Organization of the 5S RNA genes in macro- and micronuclei of Tetrahymena pyriformis.

The organization of the 5S genes in macro- and micronuclei of Tetrahymena pyriformis was studied using restriction endonucleases. After complete digestion of macronuclear DNA with BamH-I or Hpa I, 5S RNA hybridized to a DNA fragment of approximately 280 base pairs (bp). When macronuclear DNA was only partially digested with these enzymes, hybridization with 32P-5S RNA demonstrated an oligomeric series with a spacing of 280 bp. These results indicate that the 5S genes are tandemly repeated in macronuclei and that the repeating unit is 280 bp (or 180,000 daltons). Since 5S RNA is 120 nucleotides, we conclude that the 5S repeat units contain a 120 bp transcribed region and a 160 bp spacer region. When macronuclear DNA was digested with Eco RI, Bgl I, or Eco RI + Bgl I, 5S RNA hybridized to DNA of molecular weight 3--4 X 10(6), suggesting that these enzymes do not cleave within a 5S repeat. These 3--4 X 10(6) dalton fragments define the maximum size of an average cluster of 5S repeated units. Assuming the size of the 5S repeat to be 0.18 X 10(6) daltons, there are about 15--20 5S repeats per average tanden cluster, and since there are 350 5S-genes per haploid genome, there must be approximately 15--20 tandem arrays. Results obtained using micronuclear DNA suggest that organization of the 5S-genes is very similar in macro- and micronuclei. Macronuclear rRNA genes are extrachromosomal palindromic dimers.

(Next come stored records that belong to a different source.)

//! The shared trunk routing engine.
//!
//! One call to [`TrunkRoutingEngine::process_egress`] walks a trunk's server
//! groups and their elements until an endpoint gives a final answer, the
//! candidates run out or the trunk's response timeout fires. Trunk kinds plug
//! in through their normalizer only.

mod state;

pub use state::{contact_targets, RedirectTarget, RoutingState, Target};

use metrics::counter;
use std::sync::Arc;
use tracing::{debug, info, instrument, warn};

use trunkline_core::{
    CircuitBreakerRegistry, Error, LbType, LoadBalancer, Outcome, Result, RoutingConfig,
    SharedHealthState, SharedRoutingTable, GLOBAL_POLICY,
};
use trunkline_filters::sip;

use crate::dns::DnsServerGroupResolver;
use crate::transport::SharedTransport;
use crate::trunk::Trunk;

/// Group name given to endpoints taken straight from a Contact header.
pub const REDIRECT_GROUP: &str = "redirect";

/// Decides whether an attempt counts as a failure for the circuit breaker.
pub type FailurePredicate = Arc<dyn Fn(&Result<rsip::Response>) -> bool + Send + Sync>;

/// 502, 503 and 504 responses and every transport error or timeout.
pub fn default_failure_predicate() -> FailurePredicate {
    Arc::new(|result| match result {
        Ok(response) => matches!(response.status_code.code(), 502..=504),
        Err(_) => true,
    })
}

/// Routing engine shared by every trunk.
#[derive(Clone)]
pub struct TrunkRoutingEngine {
    routing: SharedRoutingTable,
    health: SharedHealthState,
    breakers: Arc<CircuitBreakerRegistry>,
    transport: SharedTransport,
    resolver: DnsServerGroupResolver,
    failure_predicate: FailurePredicate,
}

impl std::fmt::Debug for TrunkRoutingEngine {
    fn fmt(&self, f: &mut std::fmt::Formatter<'_>) -> std::fmt::Result {
        f.debug_struct("TrunkRoutingEngine")
            .field("breakers", &self.breakers)
            .finish_non_exhaustive()
    }
}

impl TrunkRoutingEngine {
    /// Create an engine over the shared routing, health and breaker state.
    pub fn new(
        routing: SharedRoutingTable,
        health: SharedHealthState,
        breakers: Arc<CircuitBreakerRegistry>,
        transport: SharedTransport,
        resolver: DnsServerGroupResolver,
    ) -> Self {
        Self {
            routing,
            health,
            breakers,
            transport,
            resolver,
            failure_predicate: default_failure_predicate(),
        }
    }

    /// Replace the circuit breaker failure predicate.
    pub fn with_failure_predicate(mut self, predicate: FailurePredicate) -> Self {
        self.failure_predicate = predicate;
        self
    }

    /// The routing table the engine reads snapshots from.
    pub fn routing(&self) -> &SharedRoutingTable {
        &self.routing
    }

    /// Shared element and group status.
    pub fn health(&self) -> &SharedHealthState {
        &self.health
    }

    /// Per-endpoint circuit breakers.
    pub fn breakers(&self) -> &Arc<CircuitBreakerRegistry> {
        &self.breakers
    }

    /// DNS group resolver.
    pub fn resolver(&self) -> &DnsServerGroupResolver {
        &self.resolver
    }

    /// Route a request out of `trunk`.
    ///
    /// Returns the first final response that is neither a failover code nor a
    /// followed redirect. When the candidates run out, or the trunk's response
    /// timeout fires, the best failover response seen is returned instead;
    /// without one the result is [`Error::NoMoreEndpoints`] or
    /// [`Error::Timeout`].
    #[instrument(skip_all, fields(trunk = %trunk.name()))]
    pub async fn process_egress(&self, trunk: &Trunk, request: rsip::Request) -> Result<rsip::Response> {
        let call_id = sip::call_id(&request)?;
        let snapshot = self.routing.snapshot();
        let egress = &trunk.config().egress;
        let groups = LoadBalancer::for_egress(&egress.server_groups, egress.lb_type, &call_id, &self.health);
        let mut state = RoutingState::new(request, call_id, groups);

        let deadline = egress.response_timeout;
        let outcome = tokio::time::timeout(deadline, self.route(trunk, &snapshot, &mut state)).await;
        match outcome {
            Ok(result) => result,
            Err(_) => {
                counter!("trunkline_egress_timeouts_total", "trunk" => trunk.name().to_string())
                    .increment(1);
                warn!(
                    attempts = state.attempts(),
                    has_best = state.best().is_some(),
                    timeout_ms = deadline.as_millis() as u64,
                    "trunk response timeout"
                );
                state
                    .take_best()
                    .ok_or_else(|| Error::timeout(format!("egress via {}", trunk.name()), deadline))
            }
        }
    }

    async fn route(
        &self,
        trunk: &Trunk,
        snapshot: &RoutingConfig,
        state: &mut RoutingState,
    ) -> Result<rsip::Response> {
        let follow_redirects = trunk.normalizer().enable_redirection();

        loop {
            let Some(target) = self.next_target(snapshot, state).await else {
                debug!(attempts = state.attempts(), "no more endpoints");
                return state.take_best().ok_or(Error::NoMoreEndpoints);
            };
            let endpoint = target.endpoint;
            let key = endpoint.key();

            let mut outbound = state.request().clone();
            trunk
                .normalizer()
                .normalize_egress(&mut outbound, &endpoint, trunk.config())?;

            let permit = match self.breakers.acquire(&key) {
                Ok(permit) => permit,
                Err(e) => {
                    debug!(error = %e, "skipping endpoint");
                    counter!("trunkline_circuit_rejections_total").increment(1);
                    continue;
                }
            };

            state.count_attempt();
            counter!("trunkline_egress_attempts_total", "trunk" => trunk.name().to_string())
                .increment(1);
            let result = self.transport.send(&endpoint, outbound).await;
            let outcome = if (self.failure_predicate)(&result) {
                Outcome::Failure
            } else {
                Outcome::Success
            };
            permit.record(outcome);

            let response = match result {
                Ok(response) => response,
                Err(e) if e.is_retryable() => {
                    warn!(endpoint = %key, error = %e, "attempt failed, trying next");
                    continue;
                }
                Err(e) => return Err(e),
            };

            let code = response.status_code.code();
            if target.policy.should_failover(code) {
                debug!(endpoint = %key, code, "failover response");
                state.record_best(response);
                continue;
            }
            if follow_redirects && (300..400).contains(&code) {
                let queued = state.enqueue_redirects(&response, &endpoint.network);
                debug!(endpoint = %key, code, queued, "following redirect");
                continue;
            }

            info!(endpoint = %key, code, attempts = state.attempts(), "final response");
            return Ok(response);
        }
    }

    /// Next endpoint to try: redirect targets first, then the current
    /// group's elements, then the next server group.
    async fn next_target(&self, snapshot: &RoutingConfig, state: &mut RoutingState) -> Option<Target> {
        loop {
            if let Some(target) = state.next_redirect_target() {
                return Some(target);
            }

            if let Some(redirect) = state.next_redirection() {
                let policy = snapshot.failover_policies().resolve(GLOBAL_POLICY);
                if redirect.is_literal() {
                    let endpoint = redirect.endpoint(REDIRECT_GROUP);
                    if state.claim(&endpoint) {
                        return Some(Target { endpoint, policy });
                    }
                    continue;
                }
                let resolved = self
                    .resolver
                    .resolve_with_port(
                        &redirect.host,
                        redirect.port,
                        &redirect.network,
                        redirect.transport,
                        LbType::HighestQ,
                        Some(state.call_id()),
                    )
                    .await;
                match resolved {
                    Ok(group) => state.use_redirect_group(Arc::new(group), policy, &self.health),
                    Err(e) => warn!(host = %redirect.host, error = %e, "redirect target did not resolve"),
                }
                continue;
            }

            if let Some(target) = state.next_element_target() {
                return Some(target);
            }

            let group_ref = state.groups.next_candidate()?;
            let Some(group) = snapshot.server_group(&group_ref.name) else {
                warn!(group = %group_ref.name, "server group missing from snapshot");
                continue;
            };
            let policy = snapshot.failover_policy(&group.name);
            let group = if group.is_dynamic() {
                match self.resolver.resolve_group(&group, Some(state.call_id())).await {
                    Ok(resolved) => Arc::new(resolved),
                    Err(e) => {
                        warn!(group = %group.name, error = %e, "dns resolution failed, trying next group");
                        continue;
                    }
                }
            } else {
                group
            };
            state.use_group(group, policy, &self.health);
        }
    }
}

In contrast, 5S genes in Tetrahymena were found to be integrated within the genomes of both macro- and micronuclei and not linked to the rRNA genes. Moreover, it is unlikely that they are palindromes; rather they appear to be tandemly repeated in "head-to-tail" linkages. Thus the organization of the 5S genes in Tetrahymena is similar to that of higher eukaryotes.